La hipocresía está presente desde la burguesía; los que se jactan de “tener el poder” hasta en los “underground”, los que se proclaman antisistema y quieren escupirle a los que con mentiras, nos engañan.

Lo hizo Hitler cuando propagaba el vegetarianismo como un modo de regenerar espiritualmente la raza humana, Pinochet en el golpe de estado a Chile, Santos cuando se hizo “amiguis” de Uribe para que lo subiera al poder; Peñalosa cuando dijo tener un doctorado y el Papa Francisco los identificó en su iglesia y afirmó que es mejor ser ateo que un católico hipócrita.

Y es que como dice el poema A medias Naranjas: “No me sirve gris ¡Me gusta blanco o negro!” ¡Todo o nada! No comprendo entonces cuál es ese empeño de tantas personas de pasarse la vida con la máscara puesta; sonriendo y lamiendo traseros; una vez están fuera de vista, sacan el arma y la clavan donde caiga.

Unos lo hacen por asegurar puestos, por conservar el buen ambiente, por intereses o porque su vida es una sola mentira desde que se levantan hasta la hora de dormir. No es que esté a favor de las malas relaciones, del rencor, o del aferrarse al pasado, solo me parece que debemos andar siempre con la verdad y como dice el lema de una gaseosa, “las cosas como son”.

La verdad no los entiendo, ni sé cómo hacen; lo he intentado un par de veces y la cara me revela, la actitud me delata. Si alguien no es de mi agrado no recibirá de mi parte desprecios o un trato descortés, para nada; pero tampoco me verán por ahí sonriendo y proclamando falsos halagos.

Cuando alguien no me simpatiza, simplemente ese alguien en mi vida es nada. No olvidemos también que los psicólogos expertos aseguran que eso que tanto desagrada de una persona es el reflejo de un rasgo propio.

Tanto en lo laboral como en lo personal, en lo jovial y hasta en lo virtual trato de mostrarme lo más transparente que puedo. Es por esto que me decepciona en gran medida percibir tanta hipocresía en todos los ambientes.

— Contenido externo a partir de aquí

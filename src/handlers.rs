use crate::consumer::Processor;
use crate::db::{ItemStore, StorageError};
use crate::model::{ConversationStatus, Event, Item, RoutingMeta};
use crate::state::{StateError, StateStore};
use crate::telegram::{EventSource, Keyboard, TransportError};
use async_trait::async_trait;
use std::sync::Arc;
use thiserror::Error;
use tracing::{info, instrument};

pub const RND_CMD: &str = "/rnd";
pub const HELP_CMD: &str = "/help";
pub const START_CMD: &str = "/start";

pub const MSG_HELP: &str = "I can keep a list of pages for you to read later.\n\n\
Send me a link and I'll save it.\n\n\
Send /rnd to get a random page from your list. \
The page is removed from the list once I've sent it.";
pub const MSG_HELLO: &str = "Hi there! 👾\n\n";
pub const MSG_UNKNOWN_COMMAND: &str = "Unknown command 🤔";
pub const MSG_NO_SAVED_PAGES: &str = "You have no saved pages 🙊";
pub const MSG_SAVED: &str = "Saved! 👌";
pub const MSG_ALREADY_EXISTS: &str = "You already have this page in your list 🤗";

const HINT_BUTTON: &str = "How do I save a page?";
const HINT_ANSWER: &str = "Just paste a link into the chat.";

#[derive(Debug, Error)]
pub enum ProcessError {
    #[error("unknown event type")]
    UnknownEventType,
    #[error("can't {op}: {source}")]
    Storage {
        op: &'static str,
        #[source]
        source: StorageError,
    },
    #[error("can't {op}: {source}")]
    State {
        op: &'static str,
        #[source]
        source: StateError,
    },
    #[error("can't {op}: {source}")]
    Transport {
        op: &'static str,
        #[source]
        source: TransportError,
    },
}

/// What a trimmed message asks for.
#[derive(Debug, Clone, PartialEq, Eq)]
pub enum Command {
    Save(String),
    Random,
    Help,
    Start,
    Unknown,
}

impl Command {
    pub fn parse(text: &str) -> Self {
        let text = text.trim();
        if is_url(text) {
            return Command::Save(text.to_string());
        }
        match text {
            RND_CMD => Command::Random,
            HELP_CMD => Command::Help,
            START_CMD => Command::Start,
            _ => Command::Unknown,
        }
    }
}

fn is_url(text: &str) -> bool {
    reqwest::Url::parse(text)
        .map(|u| u.host_str().is_some_and(|h| !h.is_empty()))
        .unwrap_or(false)
}

/// Routes each [`Event`] to a command and replies through the event source.
pub struct CommandRouter {
    source: Arc<dyn EventSource>,
    items: Arc<dyn ItemStore>,
    state: Arc<dyn StateStore>,
}

impl CommandRouter {
    pub fn new(
        source: Arc<dyn EventSource>,
        items: Arc<dyn ItemStore>,
        state: Arc<dyn StateStore>,
    ) -> Self {
        Self {
            source,
            items,
            state,
        }
    }

    async fn reply(
        &self,
        op: &'static str,
        chat_id: i64,
        text: &str,
        keyboard: Option<Keyboard>,
    ) -> Result<(), ProcessError> {
        self.source
            .send_message(chat_id, text, keyboard)
            .await
            .map_err(|source| ProcessError::Transport { op, source })
    }

    #[instrument(skip_all)]
    async fn handle_message(&self, text: &str, meta: &RoutingMeta) -> Result<(), ProcessError> {
        let command = Command::parse(text);
        info!(?command, user = %meta.username, "got new command");

        match command {
            Command::Save(url) => self.save_page(url, meta).await,
            Command::Random => self.send_random(meta).await,
            Command::Help => self.reply("send help", meta.chat_id, MSG_HELP, None).await,
            Command::Start => {
                let hello = format!("{MSG_HELLO}{MSG_HELP}");
                let keyboard = Keyboard::single(HINT_BUTTON, HINT_ANSWER);
                self.reply("send hello", meta.chat_id, &hello, Some(keyboard))
                    .await
            }
            Command::Unknown => {
                self.reply("send unknown command", meta.chat_id, MSG_UNKNOWN_COMMAND, None)
                    .await
            }
        }
    }

    async fn save_page(&self, url: String, meta: &RoutingMeta) -> Result<(), ProcessError> {
        const OP: &str = "do cmd save page";
        let page = Item::new(url, meta.username.clone());

        let exists = self
            .items
            .exists(&page)
            .await
            .map_err(|source| ProcessError::Storage { op: OP, source })?;
        if exists {
            return self.reply(OP, meta.chat_id, MSG_ALREADY_EXISTS, None).await;
        }

        self.items
            .save(&page)
            .await
            .map_err(|source| ProcessError::Storage { op: OP, source })?;
        self.reply(OP, meta.chat_id, MSG_SAVED, None).await
    }

    async fn send_random(&self, meta: &RoutingMeta) -> Result<(), ProcessError> {
        const OP: &str = "do cmd send random";
        let picked = self
            .items
            .pick_random(&meta.username)
            .await
            .map_err(|source| ProcessError::Storage { op: OP, source })?;

        let Some(page) = picked else {
            return self.reply(OP, meta.chat_id, MSG_NO_SAVED_PAGES, None).await;
        };

        self.reply(OP, meta.chat_id, &page.url, None).await?;
        self.items
            .remove(&page)
            .await
            .map_err(|source| ProcessError::Storage { op: OP, source })
    }

    #[instrument(skip_all)]
    async fn handle_callback(
        &self,
        text: &str,
        meta: &RoutingMeta,
        callback_id: &str,
    ) -> Result<(), ProcessError> {
        self.state
            .set(
                &meta.chat_id.to_string(),
                ConversationStatus::WaitingForInput.as_str(),
            )
            .await
            .map_err(|source| ProcessError::State {
                op: "set state",
                source,
            })?;

        self.source
            .answer_callback(callback_id, text, None)
            .await
            .map_err(|source| ProcessError::Transport {
                op: "answer callback query",
                source,
            })
    }
}

#[async_trait]
impl Processor for CommandRouter {
    type Error = ProcessError;

    async fn process(&self, event: Event) -> Result<(), ProcessError> {
        match &event {
            Event::Message { text, meta } => self.handle_message(text, meta).await,
            Event::CallbackQuery {
                text,
                meta,
                callback_id,
            } => self.handle_callback(text, meta, callback_id).await,
            Event::Unknown { .. } => Err(ProcessError::UnknownEventType),
        }
    }
}
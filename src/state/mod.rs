//! Per-conversation state: a small key→string cache.

pub mod memory;
#[cfg(feature = "redis")]
pub mod redis;

use async_trait::async_trait;
use thiserror::Error;

pub use memory::MemoryStateStore;
#[cfg(feature = "redis")]
pub use self::redis::RedisStateStore;

#[derive(Debug, Error)]
pub enum StateError {
    #[error("no state for key {0}")]
    NotFound(String),
    #[cfg(feature = "redis")]
    #[error("redis error: {0}")]
    Redis(#[from] ::redis::RedisError),
}

#[async_trait]
pub trait StateStore: Send + Sync {
    async fn get(&self, key: &str) -> Result<String, StateError>;

    async fn set(&self, key: &str, value: &str) -> Result<(), StateError>;

    async fn delete(&self, key: &str) -> Result<(), StateError>;
}
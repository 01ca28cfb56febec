use serde::{Deserialize, Serialize};
use sha1::{Digest, Sha1};

/// Where a reply goes and whose collection an event touches.
#[derive(Debug, Clone, PartialEq, Eq)]
pub struct RoutingMeta {
    pub chat_id: i64,
    pub username: String,
}

/// A normalized inbound update, consumed exactly once by the router.
#[derive(Debug, Clone, PartialEq, Eq)]
pub enum Event {
    Message {
        text: String,
        meta: RoutingMeta,
    },
    CallbackQuery {
        text: String,
        meta: RoutingMeta,
        callback_id: String,
    },
    Unknown {
        update_id: i64,
    },
}

impl Event {
    pub fn kind(&self) -> &'static str {
        match self {
            Event::Message { .. } => "message",
            Event::CallbackQuery { .. } => "callback_query",
            Event::Unknown { .. } => "unknown",
        }
    }

    pub fn text(&self) -> &str {
        match self {
            Event::Message { text, .. } | Event::CallbackQuery { text, .. } => text,
            Event::Unknown { .. } => "",
        }
    }
}

/// Per-chat status written to the conversation state store.
#[derive(Debug, Clone, Copy, Serialize, Deserialize, PartialEq, Eq)]
pub enum ConversationStatus {
    WaitingForInput,
}

impl ConversationStatus {
    pub fn as_str(&self) -> &'static str {
        match self {
            ConversationStatus::WaitingForInput => "waiting_for_input",
        }
    }

    pub fn parse_status(s: &str) -> Option<Self> {
        match s {
            "waiting_for_input" => Some(ConversationStatus::WaitingForInput),
            _ => None,
        }
    }
}

/// A page saved by one user. Items are never updated, only saved and removed.
#[derive(Debug, Clone, Serialize, Deserialize, PartialEq, Eq)]
pub struct Item {
    pub url: String,
    pub owner: String,
}

impl Item {
    pub fn new(url: impl Into<String>, owner: impl Into<String>) -> Self {
        Self {
            url: url.into(),
            owner: owner.into(),
        }
    }

    /// Content address: hex sha1 over the url bytes followed by the owner bytes.
    pub fn hash(&self) -> String {
        let mut hasher = Sha1::new();
        hasher.update(self.url.as_bytes());
        hasher.update(self.owner.as_bytes());
        format!("{:x}", hasher.finalize())
    }
}
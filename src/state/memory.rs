use super::{StateError, StateStore};
use async_trait::async_trait;
use std::collections::HashMap;
use tokio::sync::RwLock;

/// Process-local state store. Contents are lost on restart.
#[derive(Debug, Default)]
pub struct MemoryStateStore {
    entries: RwLock<HashMap<String, String>>,
}

impl MemoryStateStore {
    pub fn new() -> Self {
        Self::default()
    }
}

#[async_trait]
impl StateStore for MemoryStateStore {
    async fn get(&self, key: &str) -> Result<String, StateError> {
        self.entries
            .read()
            .await
            .get(key)
            .cloned()
            .ok_or_else(|| StateError::NotFound(key.to_string()))
    }

    async fn set(&self, key: &str, value: &str) -> Result<(), StateError> {
        self.entries
            .write()
            .await
            .insert(key.to_string(), value.to_string());
        Ok(())
    }

    async fn delete(&self, key: &str) -> Result<(), StateError> {
        self.entries.write().await.remove(key);
        Ok(())
    }
}
use anyhow::Result;
use clap::Parser;
use std::path::PathBuf;
use std::sync::Arc;
use tracing::info;

use tg_readlater::config::{self, Config, StorageBackend};
use tg_readlater::consumer::{Consumer, Settings};
use tg_readlater::db::{self, FileStore, ItemStore, SqliteStore};
use tg_readlater::fetcher::UpdateFetcher;
use tg_readlater::handlers::CommandRouter;
use tg_readlater::state::{MemoryStateStore, StateStore};
use tg_readlater::telegram::{EventSource, TelegramSource};

#[derive(Debug, Parser)]
#[command(author, version, about)]
struct Args {
    /// Path to YAML config file
    #[arg(long, default_value = "config.yaml")]
    config: PathBuf,
}

async fn open_item_store(cfg: &Config) -> Result<Arc<dyn ItemStore>> {
    match cfg.storage.backend {
        StorageBackend::Sqlite => {
            let pool = db::init_pool(&cfg.database_url()).await?;
            db::run_migrations(&pool).await?;
            Ok(Arc::new(SqliteStore::new(pool)))
        }
        StorageBackend::Files => Ok(Arc::new(FileStore::new(cfg.pages_dir()))),
    }
}

async fn open_state_store(cfg: &Config) -> Result<Arc<dyn StateStore>> {
    match &cfg.state.redis_url {
        #[cfg(feature = "redis")]
        Some(url) => Ok(Arc::new(
            tg_readlater::state::RedisStateStore::connect(url).await?,
        )),
        #[cfg(not(feature = "redis"))]
        Some(_) => anyhow::bail!("state.redis_url is set but the redis feature is disabled"),
        None => {
            info!("no redis configured; keeping conversation state in memory");
            Ok(Arc::new(MemoryStateStore::new()))
        }
    }
}

#[tokio::main]
async fn main() -> Result<()> {
    tracing_subscriber::fmt()
        .with_env_filter(tracing_subscriber::EnvFilter::from_default_env())
        .with_target(false)
        .compact()
        .init();

    let args = Args::parse();
    let cfg = config::load(Some(&args.config))?;
    cfg.ensure_dirs()?;

    let items = open_item_store(&cfg).await?;
    let state = open_state_store(&cfg).await?;
    let source: Arc<dyn EventSource> = Arc::new(TelegramSource::from_config(&cfg)?);

    let router = Arc::new(CommandRouter::new(source.clone(), items, state));
    let consumer = Consumer::new(
        UpdateFetcher::new(source),
        router,
        Settings::from_config(&cfg),
    );

    info!(backend = ?cfg.storage.backend, "service started");
    consumer.start().await?;
    Ok(())
}
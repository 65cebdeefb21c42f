use std::collections::HashSet;

use serde::{Deserialize, Serialize};

use crate::session::ConfigurationError;

/// A single vocabulary entry.
#[derive(Debug, Clone, PartialEq, Eq, Serialize, Deserialize)]
pub struct VocabularyItem {
    /// Written form, used as the prompt and as the identity key within a pool.
    #[serde(alias = "w")]
    pub surface: String,
    #[serde(alias = "r")]
    pub reading: String,
    #[serde(alias = "m")]
    pub meaning: String,
    #[serde(alias = "p", default, skip_serializing_if = "Option::is_none")]
    pub part_of_speech: Option<String>,
}

impl VocabularyItem {
    pub fn new(
        surface: impl Into<String>,
        reading: impl Into<String>,
        meaning: impl Into<String>,
    ) -> Self {
        Self {
            surface: surface.into(),
            reading: reading.into(),
            meaning: meaning.into(),
            part_of_speech: None,
        }
    }

    pub fn with_part_of_speech(mut self, part_of_speech: impl Into<String>) -> Self {
        self.part_of_speech = Some(part_of_speech.into());
        self
    }
}

/// An ordered pool of vocabulary items with unique surface forms.
///
/// Every item can serve as a distractor. Only the items in the question set
/// are asked, which is the whole pool unless it was narrowed with
/// [`VocabularyPool::focus_on_surface_forms`].
#[derive(Debug, Clone, PartialEq, Eq)]
pub struct VocabularyPool {
    items: Vec<VocabularyItem>,
    questions: Vec<usize>,
}

impl VocabularyPool {
    /// Build a pool, rejecting duplicate surface forms.
    pub fn new(items: Vec<VocabularyItem>) -> Result<Self, ConfigurationError> {
        let mut seen = HashSet::with_capacity(items.len());
        for item in &items {
            if !seen.insert(item.surface.as_str()) {
                return Err(ConfigurationError::DuplicateSurfaceForm(item.surface.clone()));
            }
        }
        let questions = (0..items.len()).collect();
        Ok(Self { items, questions })
    }

    pub fn items(&self) -> &[VocabularyItem] {
        &self.items
    }

    pub fn len(&self) -> usize {
        self.items.len()
    }

    pub fn is_empty(&self) -> bool {
        self.items.is_empty()
    }

    /// Find the entry whose surface form matches a question prompt.
    pub fn lookup(&self, prompt: &str) -> Option<&VocabularyItem> {
        self.items.iter().find(|item| item.surface == prompt)
    }

    /// Indices of the items that may be asked, in pool order.
    pub fn question_indices(&self) -> &[usize] {
        &self.questions
    }

    /// Ask only the words listed in `surfaces`, preserving pool order.
    ///
    /// Used for drilling the words a learner marked as unfamiliar. The rest
    /// of the pool still supplies distractors.
    pub fn focus_on_surface_forms<S: AsRef<str>>(&mut self, surfaces: &[S]) {
        let wanted: HashSet<&str> = surfaces.iter().map(AsRef::as_ref).collect();
        self.questions = self
            .items
            .iter()
            .enumerate()
            .filter(|(_, item)| wanted.contains(item.surface.as_str()))
            .map(|(index, _)| index)
            .collect();
    }
}
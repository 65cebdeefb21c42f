mod question;
mod result;
mod vocabulary;

pub use question::{
    BankQuestion, NUM_OPTIONS, QuestionId, QuestionKind, QuestionSource, QuizQuestion,
    SYNTHETIC_ID_OFFSET,
};
pub use result::{AnswerLog, SessionResult, UNANSWERED, UserAnswer};
pub use vocabulary::{VocabularyItem, VocabularyPool};

/// Screen the terminal application is showing.
#[derive(Debug, Clone, Copy, PartialEq, Eq)]
pub enum AppState {
    Welcome,
    Quiz,
    Result,
}
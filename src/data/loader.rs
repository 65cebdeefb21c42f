use std::fs;
use std::path::{Path, PathBuf};

use serde::de::DeserializeOwned;
use thiserror::Error;

use crate::models::{BankQuestion, VocabularyItem};

/// Errors raised while reading quiz data files.
#[derive(Debug, Error)]
#[non_exhaustive]
pub enum LoadError {
    #[error("failed to read {}: {source}", .path.display())]
    Io {
        path: PathBuf,
        #[source]
        source: std::io::Error,
    },
    #[error("failed to parse {}: {source}", .path.display())]
    Parse {
        path: PathBuf,
        #[source]
        source: serde_json::Error,
    },
    #[error("{} must contain at least one entry", .path.display())]
    Empty { path: PathBuf },
}

fn load_json_list<T, P>(path: P) -> Result<Vec<T>, LoadError>
where
    T: DeserializeOwned,
    P: AsRef<Path>,
{
    let path = path.as_ref();

    let json_content = fs::read_to_string(path).map_err(|source| LoadError::Io {
        path: path.to_path_buf(),
        source,
    })?;

    let entries: Vec<T> =
        serde_json::from_str(&json_content).map_err(|source| LoadError::Parse {
            path: path.to_path_buf(),
            source,
        })?;

    if entries.is_empty() {
        return Err(LoadError::Empty {
            path: path.to_path_buf(),
        });
    }

    log::debug!("loaded {} entries from {}", entries.len(), path.display());
    Ok(entries)
}

/// Load vocabulary entries from a JSON array.
pub fn load_vocabulary_from_json<P: AsRef<Path>>(
    path: P,
) -> Result<Vec<VocabularyItem>, LoadError> {
    load_json_list(path)
}

/// Load a pre-built question bank from a JSON array.
pub fn load_bank_from_json<P: AsRef<Path>>(path: P) -> Result<Vec<BankQuestion>, LoadError> {
    load_json_list(path)
}

/// Load the surface forms a learner marked as unfamiliar.
pub fn load_surface_list_from_json<P: AsRef<Path>>(path: P) -> Result<Vec<String>, LoadError> {
    load_json_list(path)
}
/// Returned by [`QuizSession::answer`].
#[derive(Debug, Clone, PartialEq)]
pub struct AnswerOutcome {
    pub feedback: Feedback,
    pub progress: Progress,
}

impl AnswerOutcome {
    pub fn is_finished(&self) -> bool {
        matches!(self.progress, Progress::Finished(_))
    }
}

/// One quiz attempt.
#[derive(Debug)]
pub struct QuizSession {
    questions: Vec<QuizQuestion>,
    cursor: usize,
    state: SessionState,
    scorecard: Scorecard,
}

impl QuizSession {
    /// Select and build the questions for a new session.
    ///
    /// The count is clamped to the number of questions the source can ask.
    /// Vocabulary sources need at least [`MIN_SYNTHESIS_POOL`] items in the
    /// whole pool so every question gets three distractors; bank sources are
    /// validated in full before any are drawn.
    pub fn begin<R: Rng>(
        source: &QuestionSource,
        requested: usize,
        sampler: &mut Sampler<R>,
    ) -> Result<Self, ConfigurationError> {
        if source.is_empty() {
            return Err(ConfigurationError::EmptyPool);
        }
        if requested == 0 {
            return Err(ConfigurationError::ZeroCount);
        }
        let count = requested.min(source.len()).max(1);

        let questions = match source {
            QuestionSource::Vocabulary(pool) => {
                if pool.len() < MIN_SYNTHESIS_POOL {
                    return Err(ConfigurationError::InsufficientPool {
                        required: MIN_SYNTHESIS_POOL,
                        found: pool.len(),
                    });
                }
                let askable = pool.question_indices();
                sampler
                    .sample_indices(askable.len(), count)
                    .into_iter()
                    .map(|slot| distractors::synthesize(pool, askable[slot], sampler))
                    .collect::<Result<Vec<_>, _>>()?
            }
            QuestionSource::Bank(bank) => {
                let checked = bank
                    .iter()
                    .map(checked_options)
                    .collect::<Result<Vec<_>, _>>()?;
                sampler
                    .sample_indices(bank.len(), count)
                    .into_iter()
                    .map(|index| {
                        let record = &bank[index];
                        let mut options = checked[index].clone();
                        sampler.shuffle(&mut options);
                        QuizQuestion::new(
                            QuestionId::Bank(record.id.clone()),
                            QuestionKind::Bank,
                            record.prompt.clone(),
                            options,
                            record.answer.clone(),
                            record.explanation.clone(),
                        )
                    })
                    .collect::<Vec<_>>()
            }
        };

        log::info!(
            "session started: {} of {} requested questions from {} ({} items)",
            questions.len(),
            requested,
            source.label(),
            source.len()
        );

        Ok(Self {
            scorecard: Scorecard::with_capacity(questions.len()),
            questions,
            cursor: 0,
            state: SessionState::Created,
        })
    }

    /// Answer the question at `index`, which must be the current one.
    ///
    /// Answering the last question finishes the session and hands back the
    /// result in [`Progress::Finished`].
    pub fn answer(
        &mut self,
        index: usize,
        chosen: &str,
    ) -> Result<AnswerOutcome, InvalidStateError> {
        if self.state == SessionState::Finished {
            log::warn!("answer for question {} rejected: session finished", index);
            return Err(InvalidStateError::Finished);
        }
        if index != self.cursor {
            log::warn!(
                "answer for question {} rejected: current question is {}",
                index,
                self.cursor
            );
            return Err(InvalidStateError::OutOfSequence {
                expected: self.cursor,
                got: index,
            });
        }

        let question = &self.questions[self.cursor];
        let is_correct = self.scorecard.record(question, chosen);
        let feedback = Feedback {
            is_correct,
            correct_answer: question.correct_answer().to_string(),
        };
        log::debug!(
            "question {} ({}) answered {:?}, correct: {}",
            self.cursor,
            question.id(),
            chosen,
            is_correct
        );

        self.cursor += 1;
        self.state = SessionState::InProgress;

        let progress = if self.cursor == self.questions.len() {
            Progress::Finished(self.finish())
        } else {
            Progress::Continue
        };

        Ok(AnswerOutcome { feedback, progress })
    }

    /// Turn the session in now. Every open question is logged as unanswered.
    pub fn submit_early(&mut self) -> Result<SessionResult, InvalidStateError> {
        if self.state == SessionState::Finished {
            log::warn!("early submit rejected: session finished");
            return Err(InvalidStateError::Finished);
        }

        log::debug!(
            "turned in early with {} of {} questions open",
            self.remaining(),
            self.questions.len()
        );
        self.scorecard.fail_remaining(&self.questions[self.cursor..]);
        self.cursor = self.questions.len();
        Ok(self.finish())
    }

    fn finish(&mut self) -> SessionResult {
        self.state = SessionState::Finished;
        let result = self.scorecard.finish();
        log::info!("session finished: {}/{}", result.score, result.total());
        result
    }

    pub fn questions(&self) -> &[QuizQuestion] {
        &self.questions
    }

    /// The question awaiting an answer, if any.
    pub fn current(&self) -> Option<&QuizQuestion> {
        match self.state {
            SessionState::Finished => None,
            _ => self.questions.get(self.cursor),
        }
    }

    pub fn cursor(&self) -> usize {
        self.cursor
    }

    pub fn question_count(&self) -> usize {
        self.questions.len()
    }

    pub fn remaining(&self) -> usize {
        self.questions.len() - self.cursor
    }

    pub fn score(&self) -> usize {
        self.scorecard.score()
    }

    /// Answers logged so far, including unanswered ones after an early submit.
    pub fn history(&self) -> &[AnswerLog] {
        self.scorecard.history()
    }

    pub fn state(&self) -> SessionState {
        self.state
    }

    pub fn is_finished(&self) -> bool {
        self.state == SessionState::Finished
    }
}
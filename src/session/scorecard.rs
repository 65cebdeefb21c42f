use crate::models::{AnswerLog, QuizQuestion, SessionResult};

/// Accumulates answer logs and the running score.
#[derive(Debug, Default)]
pub(crate) struct Scorecard {
    score: usize,
    history: Vec<AnswerLog>,
}

impl Scorecard {
    pub fn with_capacity(capacity: usize) -> Self {
        Self {
            score: 0,
            history: Vec::with_capacity(capacity),
        }
    }

    pub fn score(&self) -> usize {
        self.score
    }

    pub fn history(&self) -> &[AnswerLog] {
        &self.history
    }

    /// Log a chosen option and return whether it was correct.
    pub fn record(&mut self, question: &QuizQuestion, chosen: &str) -> bool {
        let log = AnswerLog::answered(question.clone(), chosen);
        let is_correct = log.is_correct;
        if is_correct {
            self.score += 1;
        }
        self.history.push(log);
        is_correct
    }

    /// Log every question in `remaining` as unanswered.
    pub fn fail_remaining(&mut self, remaining: &[QuizQuestion]) {
        self.history
            .extend(remaining.iter().cloned().map(AnswerLog::unanswered));
    }

    /// Snapshot of the final score and logs. The card keeps its own copy.
    pub fn finish(&self) -> SessionResult {
        SessionResult {
            score: self.score,
            history: self.history.clone(),
        }
    }
}
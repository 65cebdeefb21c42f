//! Error types for quiz sessions.

use thiserror::Error;

/// Inputs that cannot produce a playable session.
///
/// Raised by `QuizSession::begin`; the caller has to change the pool or the
/// count before trying again.
#[derive(Debug, Clone, PartialEq, Eq, Error)]
#[non_exhaustive]
pub enum ConfigurationError {
    #[error("not enough items to quiz: the pool is empty")]
    EmptyPool,
    #[error("requested question count must be at least 1")]
    ZeroCount,
    #[error(
        "insufficient pool size for distractor generation: need at least {required} items, found {found}"
    )]
    InsufficientPool { required: usize, found: usize },
    #[error("duplicate surface form in pool: {0}")]
    DuplicateSurfaceForm(String),
    #[error("not enough distinct options to build a question for {prompt}")]
    InsufficientDistinctOptions { prompt: String },
    #[error("question {id} is malformed: {reason}")]
    MalformedQuestion { id: String, reason: String },
}

/// The caller broke the forward-only answering contract.
#[derive(Debug, Clone, PartialEq, Eq, Error)]
#[non_exhaustive]
pub enum InvalidStateError {
    #[error("session already finished")]
    Finished,
    #[error("answer for question {got} out of sequence, expected {expected}")]
    OutOfSequence { expected: usize, got: usize },
}

/// Any error a session can report.
///
/// Lets code that drives a whole session propagate both kinds with `?`.
#[derive(Debug, Clone, PartialEq, Eq, Error)]
#[non_exhaustive]
pub enum SessionError {
    #[error(transparent)]
    Configuration(#[from] ConfigurationError),
    #[error(transparent)]
    InvalidState(#[from] InvalidStateError),
}
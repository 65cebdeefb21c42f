mod loader;

pub use loader::{
    LoadError, load_bank_from_json, load_surface_list_from_json, load_vocabulary_from_json,
};
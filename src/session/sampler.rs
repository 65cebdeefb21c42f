//! Single source of randomness for question selection, distractor sampling
//! and option ordering.

use rand::seq::SliceRandom;
use rand::{Rng, SeedableRng};
use rand_chacha::ChaCha8Rng;

/// Wraps an RNG so every random draw in a session goes through one place.
#[derive(Debug, Clone)]
pub struct Sampler<R = ChaCha8Rng> {
    rng: R,
}

impl Sampler<ChaCha8Rng> {
    /// Deterministic sampler; the same seed replays the same sessions.
    pub fn seeded(seed: u64) -> Self {
        Self::new(ChaCha8Rng::seed_from_u64(seed))
    }

    /// Sampler seeded from OS entropy. Returns the seed so it can be logged.
    pub fn from_entropy() -> (Self, u64) {
        let seed: u64 = rand::random();
        (Self::seeded(seed), seed)
    }
}

impl<R: Rng> Sampler<R> {
    pub fn new(rng: R) -> Self {
        Self { rng }
    }

    /// Fisher-Yates shuffle in place.
    pub fn shuffle<T>(&mut self, items: &mut [T]) {
        items.shuffle(&mut self.rng);
    }

    /// `amount` distinct indices from `0..len`, in random order.
    pub fn sample_indices(&mut self, len: usize, amount: usize) -> Vec<usize> {
        let mut indices: Vec<usize> = (0..len).collect();
        let (picked, _) = indices.partial_shuffle(&mut self.rng, amount.min(len));
        picked.to_vec()
    }

    /// Every index of `0..len` except `excluded`, in random order.
    pub fn shuffled_indices_except(&mut self, len: usize, excluded: usize) -> Vec<usize> {
        let mut indices: Vec<usize> = (0..len).filter(|&i| i != excluded).collect();
        indices.shuffle(&mut self.rng);
        indices
    }

    /// Unweighted coin flip.
    pub fn coin_flip(&mut self) -> bool {
        self.rng.gen_bool(0.5)
    }
}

Escuchar en las oficinas los rumores y chismes de pasillo; literalmente trapean el piso con una persona y más tarde se les ven en escenarios públicos lamiendo las suelas de sus zapatos solo porque esperan que se les renueve el contrato o para que se les ayude en algún proceso de su trabajo.

No se sabe cuál es la peor parte, pues hablar mal de alguien, refleja aspectos peores de quién lo hace; con la misma lengua que dañan, alaban, si esto fuera un proceso químico la saliva debería cuajarse.

También pasa en las mal llamadas “amistades”, personas que se las dan de tener afinidad con alguien solo por interés, para sacarles información, para que las acepten en un círculo social o simplemente aparentar ser muy sociable.

Son de los que te dicen que les agrada tu vestuario y te preguntan dónde comprarlo para luego decirle a sus cercanos que te vistes horrible. Son de los que te dicen que debes luchar por tu amor a pesar de las dificultades y a otros le dicen que eres un imbécil. Son de los que te preguntan sobre tus problemas y hasta te aconsejan, luego se burlan con los demás y buscan la manera de hundirte.

Son de los que te odian en secreto porque no obtuvieron de ti lo que querían pero tienen que aguantarse que pertenezcas a algún grupo; te sonríen y hasta te piden favores, una vez tienen la oportunidad, ponen todo su empeño y maldad en que te expulsen de ese círculo a toda costa.

Y para ser más modernos; son de los que no te siguen en redes sociales y la envidia no les permite dar un “like” pero sí se dejan “pillar” “stalkeándote” en tus historias; pendientes siempre de tu vida, para luego decirle a los demás que no les gusta lo que haces.

Es evidente que el odio nace de la cobardía; de esos hipócritas no se obtienen ataques físicos, así que no hay que temerles. Ellos solo observan como buitres a la distancia, esperando el momento en el que caigas, para poder ser felices. Y no se van, no siguen con sus propias vidas, te miran y te miran, con envidia, con odio, con ansias de celebrar tu fracaso.

Tanta falsedad desencadena en las famosas malas jugadas, las decepciones, los rencores y la absurda necesidad de venganza. ¿Cuál es el afán de estar rodeado de tanta gente, de pertenecer a grupos falsos?

Estas son personas vacías emocionalmente, prefieren el engaño, le temen a la soledad; no pueden estar con ellas mismas, nunca están tranquilas. Por esto, saltan al exterior y dañan a los demás, de cualquier forma, para ver, si al darle rienda suelta a su hipocresía, su infelicidad se reduce y engañan a su propia cobardía.

A ellos, no les queda más que soportar tus éxitos y evidenciar cómo te admiran quienes realmente llegan a conocerte, sus intentos siempre serán en vano.